use ratatui::layout::{Alignment, Constraint, Direction, Layout, Rect};
use ratatui::style::{Color, Modifier, Style};
use ratatui::text::{Line, Span, Text};
use ratatui::widgets::{Block, Borders, Clear, List, ListItem, Paragraph, Wrap};
use ratatui::Frame;

pub mod layout;
pub mod map;
pub mod tabs;
pub mod widgets;

use crate::app::{App, InputMode, StatusLevel, Tab};
use crate::config;

pub const TITLE: &str = "Airport Hazard Detection System";
pub const SEARCH_PLACEHOLDER: &str = "Search cameras, hazards...";

pub fn draw(f: &mut Frame, app: &App) {
    let areas = layout::areas(f.size());

    draw_sidebar(f, &areas, app);
    draw_header(f, areas.header, app);

    match app.current_tab {
        Tab::Dashboard => tabs::draw_dashboard(f, areas.main, app),
        Tab::Cameras => tabs::draw_cameras(f, areas.main, app),
        Tab::Hazards => tabs::draw_hazards(f, areas.main, app),
        Tab::History => tabs::draw_history(f, areas.main, app),
    }

    draw_status_line(f, areas.status_line, app);
    draw_command_line(f, areas.command_line, app);

    if app.help_open {
        draw_help_popup(f, areas.size, app);
    }
    if app.settings_open {
        draw_settings_popup(f, areas.size, app);
    }
}

fn draw_sidebar(f: &mut Frame, areas: &layout::UiAreas, app: &App) {
    let logo = Paragraph::new(Line::from(vec![
        Span::styled("◆ ", Style::default().fg(Color::LightBlue)),
        Span::styled(
            "RunwayWatcher",
            Style::default()
                .fg(Color::LightCyan)
                .add_modifier(Modifier::BOLD),
        ),
    ]))
    .block(Block::default().borders(Borders::ALL));
    f.render_widget(logo, areas.sidebar_logo);

    let items: Vec<ListItem> = Tab::ALL
        .iter()
        .map(|tab| {
            let is_active = *tab == app.current_tab;
            let style = if is_active {
                Style::default()
                    .fg(Color::LightCyan)
                    .add_modifier(Modifier::BOLD)
            } else {
                Style::default().fg(Color::White)
            };
            ListItem::new(Line::from(vec![
                Span::styled(
                    format!("{} ", tab.shortcut()),
                    Style::default().fg(Color::DarkGray),
                ),
                Span::raw(tab.title()),
                Span::raw(if is_active { " *" } else { "" }),
            ]))
            .style(style)
        })
        .collect();

    let nav = List::new(items).block(
        Block::default()
            .borders(Borders::ALL)
            .title("Views")
            .border_style(Style::default().fg(Color::DarkGray)),
    );
    f.render_widget(nav, areas.sidebar_nav);

    let footer = Paragraph::new(Line::from(vec![
        Span::styled("● ", Style::default().fg(Color::Green)),
        Span::raw("System Online"),
    ]))
    .block(Block::default().borders(Borders::ALL));
    f.render_widget(footer, areas.sidebar_footer);
}

fn draw_header(f: &mut Frame, area: Rect, app: &App) {
    let chunks = Layout::default()
        .direction(Direction::Horizontal)
        .constraints([
            Constraint::Percentage(45),
            Constraint::Min(10),
            Constraint::Length(32),
        ])
        .split(area);

    let title = Line::from(vec![
        Span::styled(
            TITLE,
            Style::default()
                .fg(Color::White)
                .add_modifier(Modifier::BOLD),
        ),
        Span::raw("  "),
        Span::styled(app.feed.site.display(), Style::default().fg(Color::DarkGray)),
    ]);
    let left = Paragraph::new(title)
        .block(Block::default().borders(Borders::ALL))
        .alignment(Alignment::Left);

    let search = match app.filters.search.as_deref() {
        Some(text) => Span::styled(format!("/ {text}"), Style::default().fg(Color::White)),
        None => Span::styled(
            format!("/ {SEARCH_PLACEHOLDER}"),
            Style::default().fg(Color::DarkGray),
        ),
    };
    let middle = Paragraph::new(Line::from(search)).block(Block::default().borders(Borders::ALL));

    let live = if app.paused {
        Span::styled("❚❚ PAUSED", Style::default().fg(Color::Yellow))
    } else {
        Span::styled(
            "● LIVE",
            Style::default()
                .fg(Color::LightRed)
                .add_modifier(Modifier::BOLD),
        )
    };
    let critical = app.critical_unacknowledged_count();
    let bell_style = if critical > 0 {
        Style::default().fg(Color::LightRed)
    } else {
        Style::default().fg(Color::DarkGray)
    };
    let right = Paragraph::new(Line::from(vec![
        live,
        Span::raw("  "),
        Span::styled(format!("Bell {critical}"), bell_style),
        Span::raw("  "),
        Span::styled(
            app.now.format("%H:%M:%S").to_string(),
            Style::default().fg(Color::DarkGray),
        ),
    ]))
    .block(Block::default().borders(Borders::ALL))
    .alignment(Alignment::Right);

    f.render_widget(left, chunks[0]);
    f.render_widget(middle, chunks[1]);
    f.render_widget(right, chunks[2]);
}

fn draw_status_line(f: &mut Frame, area: Rect, app: &App) {
    let mut spans = vec![
        Span::styled("View ", Style::default().fg(Color::DarkGray)),
        Span::raw(format!("{}  ", app.current_tab.title())),
        Span::styled("Active ", Style::default().fg(Color::DarkGray)),
        Span::raw(format!("{}  ", app.active_hazard_count())),
        Span::styled("Selected ", Style::default().fg(Color::DarkGray)),
        Span::raw(format!(
            "{}  ",
            app.selected_hazard.as_deref().unwrap_or("--")
        )),
        Span::styled("API ", Style::default().fg(Color::DarkGray)),
        Span::raw(app.config.api_url.clone()),
    ];
    if let Some(filter) = app.filters.describe() {
        spans.push(Span::raw("  "));
        spans.push(Span::styled(
            "Filter ",
            Style::default().fg(Color::DarkGray),
        ));
        spans.push(Span::raw(filter));
    }

    let paragraph = Paragraph::new(Line::from(spans))
        .style(Style::default().fg(Color::White))
        .alignment(Alignment::Left);

    f.render_widget(paragraph, area);
}

/// Get command hint for autocompletion
fn command_hint(input: &str) -> Option<&'static str> {
    let input = input.trim().to_lowercase();
    if input.is_empty() {
        return None;
    }

    let commands = [
        ("tab", "Switch view: dashboard, cameras, hazards, history"),
        ("select", "Select hazard by id"),
        ("ack", "Acknowledge alert by id"),
        ("track", "Mark hazard as tracking"),
        ("resolve", "Mark hazard as resolved"),
        ("detect", "Reopen hazard as detected"),
        ("filter", "Filter: type: severity: status: camera: | clear"),
        ("search", "Search cameras and hazards"),
        ("export", "Export csv | json"),
        ("summary", "Situation summary"),
        ("config", "Show API url and its source"),
        ("pause", "Pause/resume live view"),
        ("quit", "Quit"),
    ];

    let word = input.split_whitespace().next().unwrap_or("");
    commands
        .iter()
        .find(|(cmd, _)| cmd.starts_with(word))
        .map(|(_, desc)| *desc)
}

fn draw_command_line(f: &mut Frame, area: Rect, app: &App) {
    let content = match app.input_mode {
        InputMode::Command => {
            let hint = command_hint(&app.command.input);
            let hint_text = hint.unwrap_or("tab | select | ack | track | resolve | filter | export");
            Line::from(vec![
                Span::styled(": ", Style::default().fg(Color::Yellow)),
                Span::raw(&app.command.input),
                Span::styled(
                    format!("  {}", hint_text),
                    Style::default().fg(Color::DarkGray),
                ),
            ])
        }
        InputMode::Search => Line::from(vec![
            Span::styled("/ ", Style::default().fg(Color::LightCyan)),
            Span::raw(&app.command.input),
            Span::styled(
                "  (Enter=apply, empty=clear, Esc=cancel)",
                Style::default().fg(Color::DarkGray),
            ),
        ]),
        InputMode::Normal => {
            if let Some((text, level)) = app.status_text() {
                let color = match level {
                    StatusLevel::Info => Color::LightGreen,
                    StatusLevel::Warn => Color::LightYellow,
                    StatusLevel::Error => Color::LightRed,
                };
                Line::from(vec![
                    Span::styled("msg: ", Style::default().fg(Color::DarkGray)),
                    Span::styled(text, Style::default().fg(color)),
                ])
            } else {
                action_hints(app)
            }
        }
    };

    let paragraph = Paragraph::new(content).style(Style::default().fg(Color::White));
    f.render_widget(paragraph, area);
}

fn action_hints(app: &App) -> Line<'static> {
    let key = Style::default().fg(Color::Yellow);
    let text = Style::default().fg(Color::DarkGray);
    let mut spans = Vec::new();
    let mut hint = |k: &'static str, label: &'static str| {
        spans.push(Span::styled(k, key));
        spans.push(Span::styled(format!(" {label}  "), text));
    };

    match app.current_tab {
        Tab::Dashboard => {
            hint("Tab", "panel");
            hint("j/k", "move");
            hint("Enter", "select");
            hint("a", "ack");
            hint("t/x", "track/resolve");
            hint("v", "feed");
        }
        Tab::Cameras => {
            hint("j/k", "move");
            hint("S", "status chip");
        }
        Tab::Hazards => {
            hint("j/k", "move");
            hint("Enter", "select");
            hint("t/x", "track/resolve");
            hint("v", "feed");
            hint("T/L/S", "type/severity/status");
        }
        Tab::History => {}
    }
    hint("/", "search");
    hint(":", "command");
    hint("?", "help");
    hint("q", "quit");
    Line::from(spans)
}

fn draw_help_popup(f: &mut Frame, area: Rect, app: &App) {
    let popup_area = centered_rect(72, 70, area);
    f.render_widget(Clear, popup_area);

    let lines = vec![
        Line::from("Navigation"),
        Line::from("  1-4        Jump to view"),
        Line::from("  [ / ]      Prev/Next view"),
        Line::from("  j / k      Move cursor"),
        Line::from("  Tab        Switch dashboard panel"),
        Line::from("  Enter      Select hazard"),
        Line::from("  Esc        Close / cancel"),
        Line::from("  Mouse      Click nav, rows, chips, cards"),
        Line::from(""),
        Line::from("Actions"),
        Line::from("  a          Acknowledge alert"),
        Line::from("  t          Track hazard"),
        Line::from("  x          Resolve hazard"),
        Line::from("  v          View camera feed"),
        Line::from("  y          Copy selected hazard id"),
        Line::from("  T / L / S  Cycle type / severity / status filter"),
        Line::from("  /          Search"),
        Line::from("  Space      Pause/Resume"),
        Line::from("  s          Settings"),
        Line::from("  ?          Toggle help"),
        Line::from("  q          Quit"),
        Line::from(""),
        Line::from("Commands"),
        Line::from("  :tab hazards   :select HZ-002   :ack ALT-001"),
        Line::from("  :track HZ-003  :resolve HZ-002  :export csv|json"),
        Line::from("  :filter type:bird severity:high status:tracking camera:CAM-001"),
        Line::from("  :filter clear  :search apron    :summary  :config"),
        Line::from(""),
        Line::from(format!("Active view: {}", app.current_tab.title())),
    ];

    let paragraph = Paragraph::new(Text::from(lines))
        .block(Block::default().title("Help").borders(Borders::ALL))
        .alignment(Alignment::Left)
        .wrap(Wrap { trim: true });

    f.render_widget(paragraph, popup_area);
}

fn draw_settings_popup(f: &mut Frame, area: Rect, app: &App) {
    let popup_area = centered_rect(72, 50, area);
    f.render_widget(Clear, popup_area);

    let display = |path: Option<&std::path::Path>| {
        path.map(|p| p.display().to_string())
            .unwrap_or_else(|| "(unknown)".to_string())
    };
    let label = |text: &'static str| Span::styled(format!("{text:<12}"), Style::default().fg(Color::DarkGray));

    let lines = vec![
        Line::from(vec![label("API url"), Span::raw(app.config.api_url.clone())]),
        Line::from(vec![label("Source"), Span::raw(app.config.source.title())]),
        Line::from(vec![label("Airport"), Span::raw(app.feed.site.display())]),
        Line::from(""),
        Line::from(vec![label("Config"), Span::raw(display(app.config_path.as_deref()))]),
        Line::from(vec![label("Log file"), Span::raw(display(config::log_path().as_deref()))]),
        Line::from(vec![
            label("Exports"),
            Span::raw(app.export_dir.display().to_string()),
        ]),
        Line::from(""),
        Line::from(Span::styled(
            "Precedence: --api-url, RUNWAY_API_URL, --runtime-script, config api_url, default",
            Style::default().fg(Color::DarkGray),
        )),
        Line::from(Span::styled(
            "Esc / s to close",
            Style::default().fg(Color::DarkGray),
        )),
    ];

    let paragraph = Paragraph::new(Text::from(lines))
        .block(Block::default().title("Settings").borders(Borders::ALL))
        .wrap(Wrap { trim: true });

    f.render_widget(paragraph, popup_area);
}

pub fn centered_rect(percent_x: u16, percent_y: u16, r: Rect) -> Rect {
    let popup_layout = Layout::default()
        .direction(Direction::Vertical)
        .constraints([
            Constraint::Percentage((100 - percent_y) / 2),
            Constraint::Percentage(percent_y),
            Constraint::Percentage((100 - percent_y) / 2),
        ])
        .split(r);

    Layout::default()
        .direction(Direction::Horizontal)
        .constraints([
            Constraint::Percentage((100 - percent_x) / 2),
            Constraint::Percentage(percent_x),
            Constraint::Percentage((100 - percent_x) / 2),
        ])
        .split(popup_layout[1])[1]
}
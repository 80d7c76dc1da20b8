// Copyright (C) Microsoft Corporation. All rights reserved.

#![deny(clippy::unwrap_used)]
#![deny(clippy::expect_used)]
#![deny(clippy::panic)]
#![deny(clippy::manual_assert)]

//! Ledger blocks.
//!
//! A chain starts with one [`GenesisBlock`] carrying the election definition
//! and continues with [`DataBlock`]s carrying sealed votes. Serializers
//! discriminate on the `kind` tag.
//!
//! A block's hash is the SHA-256 of its canonical JSON form (keys sorted,
//! compact, UTF-8) as lowercase hex. The genesis public key hashes in its
//! `{p, g, y}` wire form; the secret exponent never appears in a block.

use serde::{Deserialize, Serialize};

use crate::{
    ballot::Vote,
    elgamal::PublicKey,
    errors::CoreResult,
    hash::{canonical_json, sha256_hex},
};

/// Block 0 of an election chain: the election definition itself.
#[derive(Clone, Debug, Serialize, Deserialize, PartialEq, Eq)]
pub struct GenesisBlock {
    /// Always 0.
    pub index: u64,

    /// Random 128-bit value anchoring the first proof-of-work.
    #[serde(with = "util::biguint_serde::u128_dec")]
    pub proof: u128,

    /// When voting opens.
    pub start_time: u64,

    /// When the block was created.
    pub timestamp: u64,

    /// When voting closes; after this the election is only tallied.
    pub end_time: u64,

    /// The election's encryption key, in `{p, g, y}` wire form.
    pub public_key: PublicKey,

    /// Hex-encoded public keys of the eligible voters.
    pub voter_list: Vec<String>,

    /// Display names of the options, in ballot order.
    pub option_list: Vec<String>,

    /// Human-readable election name.
    pub name: String,
}

/// A sealed block of votes.
#[derive(Clone, Debug, Serialize, Deserialize, PartialEq, Eq)]
pub struct DataBlock {
    pub index: u64,
    pub timestamp: u64,

    /// Proof-of-work relative to the previous block.
    #[serde(with = "util::biguint_serde::u128_dec")]
    pub proof: u128,

    /// Hash of the previous block, lowercase hex.
    pub previous_hash: String,

    /// The votes sealed into this block, in ingress order.
    pub transactions: Vec<Vote>,
}

#[derive(Clone, Debug, Serialize, Deserialize, PartialEq, Eq)]
#[serde(tag = "kind", rename_all = "snake_case")]
pub enum Block {
    Genesis(GenesisBlock),
    Data(DataBlock),
}

impl Block {
    pub fn index(&self) -> u64 {
        match self {
            Block::Genesis(b) => b.index,
            Block::Data(b) => b.index,
        }
    }

    pub fn timestamp(&self) -> u64 {
        match self {
            Block::Genesis(b) => b.timestamp,
            Block::Data(b) => b.timestamp,
        }
    }

    pub fn proof(&self) -> u128 {
        match self {
            Block::Genesis(b) => b.proof,
            Block::Data(b) => b.proof,
        }
    }

    pub fn as_genesis(&self) -> Option<&GenesisBlock> {
        match self {
            Block::Genesis(b) => Some(b),
            Block::Data(_) => None,
        }
    }

    pub fn as_data(&self) -> Option<&DataBlock> {
        match self {
            Block::Genesis(_) => None,
            Block::Data(b) => Some(b),
        }
    }

    /// The block hash: SHA-256 of the canonical JSON form, lowercase hex.
    pub fn hash(&self) -> CoreResult<String> {
        Ok(sha256_hex(canonical_json(self)?))
    }
}
// Copyright (C) Microsoft Corporation. All rights reserved.

#![deny(clippy::unwrap_used)]
#![deny(clippy::expect_used)]
#![deny(clippy::panic)]
#![deny(clippy::manual_assert)]

//! Modular-arithmetic utilities shared by the cryptographic modules.

use itertools::Itertools;
use std::{borrow::Borrow, collections::HashMap, iter::zip, mem};

use num_bigint::{BigInt, BigUint, Sign};
use num_traits::{One, ToPrimitive, Zero};

use crate::algebra::{FieldElement, ScalarField};

/// Extended Euclidean algorithm.
///
/// Returns `(gcd, x, y)` such that `a*x + b*y == gcd`.
pub fn extended_gcd(a: &BigUint, b: &BigUint) -> (BigUint, BigInt, BigInt) {
    let mut r = (
        BigInt::from_biguint(Sign::Plus, a.clone()),
        BigInt::from_biguint(Sign::Plus, b.clone()),
    );
    let mut s = (BigInt::one(), BigInt::zero());
    let mut t = (BigInt::zero(), BigInt::one());

    while !r.1.is_zero() {
        let quotient = &r.0 / &r.1;
        let step = |mut pair: (BigInt, BigInt)| {
            mem::swap(&mut pair.0, &mut pair.1);
            pair.1 -= &quotient * &pair.0;
            pair
        };
        r = step(r);
        s = step(s);
        t = step(t);
    }

    (r.0.magnitude().clone(), s.0, t.0)
}

/// Computes the inverse of `a` modulo `m`, if it exists.
///
/// Returns `Some(a^-1 mod m)` iff `gcd(a, m) == 1`. The result is in `[0, m)`.
pub fn mod_inverse(a: &BigUint, m: &BigUint) -> Option<BigUint> {
    if m.is_zero() {
        return None;
    }

    let (gcd, _, y) = extended_gcd(m, a);
    if !gcd.is_one() {
        return None;
    }

    let m_int = BigInt::from_biguint(Sign::Plus, m.clone());
    let inv = ((y % &m_int) + &m_int) % &m_int;
    Some(inv.magnitude().clone())
}

/// Solves `base^x = target (mod modulus)` for `x` in `[0, order)` using
/// baby-step giant-step.
///
/// This is a diagnostic tool for small ranges: `order` beyond about `2^40`
/// returns `None` outright rather than allocating an absurd table. Tallies use
/// the precomputed lookup table instead.
pub fn baby_step_giant_step(
    base: &BigUint,
    target: &BigUint,
    modulus: &BigUint,
    order: &BigUint,
) -> Option<BigUint> {
    use num_integer::Roots;

    if modulus.is_zero() || order.is_zero() || target >= modulus {
        return None;
    }

    let m = (order.sqrt() + BigUint::one()).to_u64().filter(|&m| m <= 1 << 20)?;

    let mut table: HashMap<BigUint, u64> = HashMap::new();
    let mut k = BigUint::one();
    for j in 0..m {
        table.entry(k.clone()).or_insert(j);
        k = (k * base) % modulus;
    }

    // giant stride: base^-m
    let stride = mod_inverse(&base.modpow(&BigUint::from(m), modulus), modulus)?;

    let mut gamma = target.clone();
    for i in 0..=m {
        if let Some(j) = table.get(&gamma) {
            return Some(BigUint::from(i) * m + *j);
        }
        gamma = (gamma * &stride) % modulus;
    }
    None
}

/// Computes a single Lagrange coefficient at zero,
/// `w_i = prod_{l != i} l / (l - i) mod q`.
///
/// The output may be nonsensical if the nodes in `xs` are not unique.
fn single_coefficient_at_zero_unchecked(
    xs: &[FieldElement],
    i: &FieldElement,
    field: &ScalarField,
) -> FieldElement {
    xs.iter()
        .filter_map(|l| {
            let l_minus_i = l.sub(i, field);
            let inv_l_minus_i = l_minus_i.inv(field)?;
            Some(l.mul(&inv_l_minus_i, field))
        })
        .fold(ScalarField::one(), |acc, s| acc.mul(&s, field))
}

/// Computes a single Lagrange coefficient at zero.
///
/// Returns `None` if `i` is not one of the nodes or the nodes are not unique.
pub fn single_coefficient_at_zero(
    xs: &[FieldElement],
    i: &FieldElement,
    field: &ScalarField,
) -> Option<FieldElement> {
    if !xs.contains(i) || !xs.iter().all_unique() {
        return None;
    }
    Some(single_coefficient_at_zero_unchecked(xs, i, field))
}

/// Lagrange interpolation at zero in the field `Z_q`: evaluates the unique
/// polynomial through the points `(xs[k], ys[k])` at `0`.
///
/// Returns `None` if the nodes are not unique or the slices differ in length.
pub fn field_lagrange_at_zero(
    xs: &[FieldElement],
    ys: &[FieldElement],
    field: &ScalarField,
) -> Option<FieldElement> {
    if xs.len() != ys.len() || !xs.iter().all_unique() {
        return None;
    }
    let y0 = zip(xs, ys)
        .map(|(i, y)| single_coefficient_at_zero_unchecked(xs, i, field).mul(y, field))
        .fold(ScalarField::zero(), |acc, s| acc.add(&s, field));
    Some(y0)
}

/// Returns the number of bits required to represent `n` (at least 1).
pub fn cnt_bits_repr<T: Borrow<BigUint>>(n: &T) -> usize {
    let n: &BigUint = n.borrow();
    if n.is_zero() { 1 } else { n.bits() as usize }
}

#[cfg(test)]
#[allow(clippy::unwrap_used)]
mod test {
    use super::*;

    #[test]
    fn extended_gcd_bezout_identity() {
        let a = BigUint::from(240_u32);
        let b = BigUint::from(46_u32);
        let (g, x, y) = extended_gcd(&a, &b);
        assert_eq!(g, BigUint::from(2_u32));
        let lhs = BigInt::from(240) * x + BigInt::from(46) * y;
        assert_eq!(lhs, BigInt::from(2));
    }

    #[test]
    fn mod_inverse_known_values() {
        assert_eq!(
            mod_inverse(&BigUint::from(3_u8), &BigUint::from(11_u8)),
            Some(BigUint::from(4_u8)),
        );
        assert_eq!(mod_inverse(&BigUint::from(0_u8), &BigUint::from(11_u8)), None);
        assert_eq!(mod_inverse(&BigUint::from(3_u8), &BigUint::from(12_u8)), None);
        assert_eq!(mod_inverse(&BigUint::from(3_u8), &BigUint::zero()), None);
    }

    #[test]
    fn mod_inverse_round_trip() {
        let m = BigUint::from(1_000_003_u32); // prime
        for a in 1_u32..50 {
            let a = BigUint::from(a);
            let inv = mod_inverse(&a, &m).unwrap();
            assert_eq!((a * inv) % &m, BigUint::one());
        }
    }

    #[test]
    fn bsgs_recovers_small_exponents() {
        // 2 generates the order-11 subgroup of Z_23.
        let base = BigUint::from(2_u8);
        let modulus = BigUint::from(23_u8);
        let order = BigUint::from(11_u8);
        for x in 0_u32..11 {
            let target = base.modpow(&BigUint::from(x), &modulus);
            assert_eq!(
                baby_step_giant_step(&base, &target, &modulus, &order),
                Some(BigUint::from(x)),
            );
        }
    }

    #[test]
    fn bsgs_rejects_unsolvable_and_oversized() {
        let base = BigUint::from(2_u8);
        let modulus = BigUint::from(23_u8);
        // 5 is not in the subgroup generated by 2.
        assert_eq!(
            baby_step_giant_step(&base, &BigUint::from(5_u8), &modulus, &BigUint::from(11_u8)),
            None
        );
        // A range too large for diagnostics is refused.
        let huge = BigUint::one() << 100;
        assert_eq!(baby_step_giant_step(&base, &base, &modulus, &huge), None);
    }

    #[test]
    fn lagrange_at_zero_recovers_constant_term() {
        let field = ScalarField::new_unchecked(BigUint::from(127_u8));

        // f(z) = 42 + 3z + z^2 over Z_127.
        let f = |z: u32| (42 + 3 * z + z * z) % 127;
        let xs: Vec<_> = (1_u32..=3).map(|x| FieldElement::from(x, &field)).collect();
        let ys: Vec<_> = (1_u32..=3).map(|x| FieldElement::from(f(x), &field)).collect();

        assert_eq!(
            field_lagrange_at_zero(&xs, &ys, &field),
            Some(FieldElement::from(42_u8, &field))
        );

        // Mismatched lengths and repeated nodes are rejected.
        assert_eq!(field_lagrange_at_zero(&xs[0..2], &ys, &field), None);
        let repeated = [xs[0].clone(), xs[1].clone(), xs[1].clone()];
        assert_eq!(field_lagrange_at_zero(&repeated, &ys, &field), None);
    }

    #[test]
    fn single_coefficient_requires_membership() {
        let field = ScalarField::new_unchecked(BigUint::from(127_u8));
        let xs: Vec<_> = (1_u32..=3).map(|x| FieldElement::from(x, &field)).collect();
        let outside = FieldElement::from(9_u8, &field);
        assert_eq!(single_coefficient_at_zero(&xs, &outside, &field), None);
        assert!(single_coefficient_at_zero(&xs, &xs[0], &field).is_some());
    }

    #[test]
    fn cnt_bits() {
        for (n, expected) in [1, 1, 2, 2, 3, 3, 3, 3, 4].into_iter().enumerate() {
            assert_eq!(cnt_bits_repr(&BigUint::from(n)), expected);
        }
    }
}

#### Exercise details:
Please reproduce, exactly as they appear above, the lines from the line containing "for a in 1_u32..50" up to and including the line containing "for x in 0_u32..11".

#### Response area:
        for a in 1_u32..50 {
            let a = BigUint::from(a);
            let inv = mod_inverse(&a, &m).unwrap();
            assert_eq!((a * inv) % &m, BigUint::one());
        }
    }

    #[test]
    fn bsgs_recovers_small_exponents() {
        // 2 generates the order-11 subgroup of Z_23.
        let base = BigUint::from(2_u8);
        let modulus = BigUint::from(23_u8);
        let order = BigUint::from(11_u8);
        for x in 0_u32..11 {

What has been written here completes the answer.